Consistency is near impossible to achieve if I am unable to work on the entire project. It may also mean missing a plot or character issue if I am not able to see all sections. I pride myself on my excellent relationships with my clients. It is difficult to build a relationship when I am not working on the entire project.

In addition, some parts of editing can be subjective, which is why you may find several editors whose edits vary slightly. If you use different editors for different parts of your book, it may not mesh.

I have experience editing both sexually explicit and violent material. I am able to separate art from the artist and am not bothered by most material. In fact, I  feel I am able to discern places to suggest that it might be too much (or even too little). 

Of course, just because it hasn’t happened yet, doesn’t mean it isn’t possible. That is just another reason for a sample edit and discussions with an editor about content before the editing begins.

What I do not tolerate is when the artist projects that into real life.

Editing is intrinsically a subjective process. It is within your right to not take my suggestions into consideration during the final draft of your manuscript. It is simply another reason to get a sample edit.

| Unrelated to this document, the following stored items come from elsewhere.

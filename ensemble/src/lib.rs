pub mod agent;
pub mod backends;
pub mod config;
pub mod deploy;
pub mod error;
pub mod event;
pub mod pipeline;
pub mod tools;

pub use agent::{Agent, Backend};
pub use backends::{create_agent, AnthropicAgent, OllamaAgent, OpenAiAgent};
pub use config::{
    load_agent_config, load_pipeline_config, AgentConfig, DeployConfig, DeployTarget, LlmConfig,
    PipelineConfig, Strategy, ToolConfig,
};
pub use deploy::{AzureDeployer, DockerDeployer, LocalDeployer};
pub use error::EnsembleError;
pub use event::{Event, EventSender};
pub use pipeline::Pipeline;
pub use tools::{CrawlDocsTool, FetchPageTool, Tool, ToolRegistry, WebSearchTool};
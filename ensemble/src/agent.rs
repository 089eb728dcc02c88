use std::fmt;

use anyhow::Result;
use async_trait::async_trait;
use serde::{Deserialize, Serialize};

/// The SDK family backing an agent.
///
/// Orchestration code never branches on the concrete adapter type; the only
/// backend-specific decision is whether an agent qualifies for the native
/// group-chat path, which is a capability of the OpenAI adapter.
#[derive(Debug, Clone, Copy, PartialEq, Eq, Hash, Serialize, Deserialize)]
#[serde(rename_all = "lowercase")]
pub enum Backend {
    /// OpenAI chat completions. Supports native multi-party group chat.
    OpenAi,
    /// Anthropic messages.
    Anthropic,
    /// Local Ollama server.
    Ollama,
}

impl Backend {
    pub fn as_str(&self) -> &'static str {
        match self {
            Backend::OpenAi => "openai",
            Backend::Anthropic => "anthropic",
            Backend::Ollama => "ollama",
        }
    }

    /// Whether this backend provides its own multi-party conversation
    /// mechanism (used by the group strategy).
    pub fn supports_group_chat(&self) -> bool {
        matches!(self, Backend::OpenAi)
    }
}

impl fmt::Display for Backend {
    fn fmt(&self, f: &mut fmt::Formatter<'_>) -> fmt::Result {
        f.write_str(self.as_str())
    }
}

/// Common interface for all agent backends.
///
/// Every adapter wraps its SDK behind this trait so the pipeline can treat
/// agents uniformly: accept a text task, return a text reply, support being
/// reset to a blank conversation.
#[async_trait]
pub trait Agent: Send + Sync {
    /// Unique agent name within a pipeline run.
    fn name(&self) -> &str;

    /// Which SDK backs this agent.
    fn backend(&self) -> Backend;

    /// Role instructions (system prompt). The supervisor strategy reads these
    /// when building its routing prompt.
    fn instructions(&self) -> &str;

    /// Send `message` to the agent and return its final text reply.
    ///
    /// Conversation state, if any, lives inside the adapter. Retry and backoff
    /// also belong to the adapter; the pipeline awaits each call to completion
    /// and propagates failures unchanged.
    async fn run(&self, message: &str) -> Result<String>;

    /// Clear conversation history so the agent starts fresh.
    async fn reset(&self);
}
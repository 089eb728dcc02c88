mod loader;
mod schema;

pub use loader::{load_agent_config, load_pipeline_config};
pub use schema::{
    AgentConfig, DeployConfig, DeployTarget, LlmConfig, PipelineConfig, Strategy, ToolConfig,
};
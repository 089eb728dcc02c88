//! Anthropic backend adapter.

use std::sync::Arc;

use anyhow::Result;
use async_trait::async_trait;
use llm::builder::LLMBackend;

use super::chat::ChatSession;
use crate::agent::{Agent, Backend};
use crate::config::AgentConfig;
use crate::tools::Tool;

/// Agent backed by the Anthropic messages API.
pub struct AnthropicAgent {
    session: ChatSession,
}

impl AnthropicAgent {
    pub fn new(config: AgentConfig, api_key: String, tools: Vec<Arc<dyn Tool>>) -> Self {
        let base_url = config.llm.base_url.clone();
        Self {
            session: ChatSession::new(
                Backend::Anthropic,
                LLMBackend::Anthropic,
                config,
                Some(api_key),
                base_url,
                tools,
            ),
        }
    }
}

#[async_trait]
impl Agent for AnthropicAgent {
    fn name(&self) -> &str {
        self.session.name()
    }

    fn backend(&self) -> Backend {
        self.session.backend()
    }

    fn instructions(&self) -> &str {
        self.session.instructions()
    }

    async fn run(&self, message: &str) -> Result<String> {
        self.session.send(message).await
    }

    async fn reset(&self) {
        self.session.reset().await;
    }
}
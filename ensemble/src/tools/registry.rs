use std::collections::HashMap;
use std::sync::Arc;

use tracing::debug;

use super::{CrawlDocsTool, FetchPageTool, Tool, WebSearchTool};
use crate::config::ToolConfig;
use crate::error::EnsembleError;

/// Registry for tools.
///
/// An explicit value handed to whoever constructs agents — there is no
/// process-wide default. Agent configs reference tools by name and the
/// factory resolves them here at construction time.
pub struct ToolRegistry {
    tools: HashMap<String, Arc<dyn Tool>>,
}

impl ToolRegistry {
    /// Create a new empty registry
    pub fn new() -> Self {
        Self {
            tools: HashMap::new(),
        }
    }

    /// Create a registry pre-loaded with all built-in tools.
    pub fn with_builtins() -> Self {
        let mut registry = Self::new();
        registry.register(WebSearchTool);
        registry.register(FetchPageTool::new());
        registry.register(CrawlDocsTool::new());
        registry
    }

    /// Register a tool
    pub fn register(&mut self, tool: impl Tool + 'static) {
        let name = tool.name().to_string();
        debug!(tool = %name, "tool registered");
        self.tools.insert(name, Arc::new(tool));
    }

    /// Get a tool by name
    pub fn get(&self, name: &str) -> Option<Arc<dyn Tool>> {
        self.tools.get(name).cloned()
    }

    /// Get all tools
    pub fn all(&self) -> Vec<Arc<dyn Tool>> {
        self.tools.values().cloned().collect()
    }

    /// Get tool names
    pub fn names(&self) -> Vec<&str> {
        self.tools.keys().map(|s| s.as_str()).collect()
    }

    /// Resolve the tools an agent config declares.
    ///
    /// An unknown name is a configuration error, reported with the set of
    /// registered names.
    pub fn resolve(&self, configs: &[ToolConfig]) -> Result<Vec<Arc<dyn Tool>>, EnsembleError> {
        configs
            .iter()
            .map(|tc| {
                self.get(&tc.name).ok_or_else(|| {
                    let mut known = self.names();
                    known.sort_unstable();
                    EnsembleError::Config(format!(
                        "tool '{}' not found in registry (registered: {})",
                        tc.name,
                        known.join(", ")
                    ))
                })
            })
            .collect()
    }
}

impl Default for ToolRegistry {
    fn default() -> Self {
        Self::new()
    }
}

Rejecting or disliking my suggestions is not a basis for refusing to pay the agreed-upon fees.

Most editors, myself included, will use Microsoft Word and its Track Changes feature. This allows me to edit the document in a way that makes the changes and suggestions easily visible to you. It also makes it easier for you to accept or reject those changes.

If you do not have Microsoft Word, there is typically an open source version or Google Docs where you will be able to do the same thing.

If you have never used Track Changes, it can seem intimidating. When requesting a sample edit, you can specify that you will need some assistance in reading the edited document. I also have a document that walks you step by step through the options (and I hope to make it a blog post on the site soon).

While it is, of course, possible to edit without using Track Changes, it is not recommended unless you trust your editor completely and plan to use the edited document as the most recent draft.

I discourage authors from looking at an edited document and attempting to transcribe the changes into an old draft, as you will miss minor things, such as commas or spacing, very easily (but a reader won’t).

Unfortunately, timelines are highly subjective and dependent on the following factors:

  1. The size of your project
  2. The state of your project
  3. The requested type of editing
  4. My current workload

I will be able to give an accurate assessment and timeline after completing a sample edit.

There are two different meanings of the word “pass” when it comes to editing. There is the number of times an editor reads the book as they are editing and the number of times an editor and author will go back and forth with edits.

I will do a minimum of two passes while I am editing. Once I have handed the book over to you with my edits, I offer a short meeting or a couple of email exchanges for questions and clarifications. I do not do another round of edits unless it is worked into the original contract at an additional cost.

Editing is a process of offering advice and suggestions. While I will make every effort to identify and bring questionable material to your attention, it is not possible to guarantee error-free content.

Most editors work to meet a benchmark of 95% accuracy, which is still a much higher rate than online editing tools.

I will do check-ins as often as a client needs, within reason. If there is nothing to update, it is only wasting working time by checking in.

Typically, we will have extensive communication before editing starts. During the process, I will reach out if I have questions, otherwise, I will provide a “halfway point” check-in to let you know where things stand.

Nearly all of my communication is done via email unless a client requests a meeting. As I have had issues in the past with phone calls, it is best to set up a Zoom or Google Meet, even if there is no video. I offer one meeting before editing begins and one after.

I can ghostwrite! Reach out and we can set up a meeting to discuss your ideas and what it would entail.

And sorry, but no homework. I am not sure of the legality, plus, I have done my fair share of homework, thank you!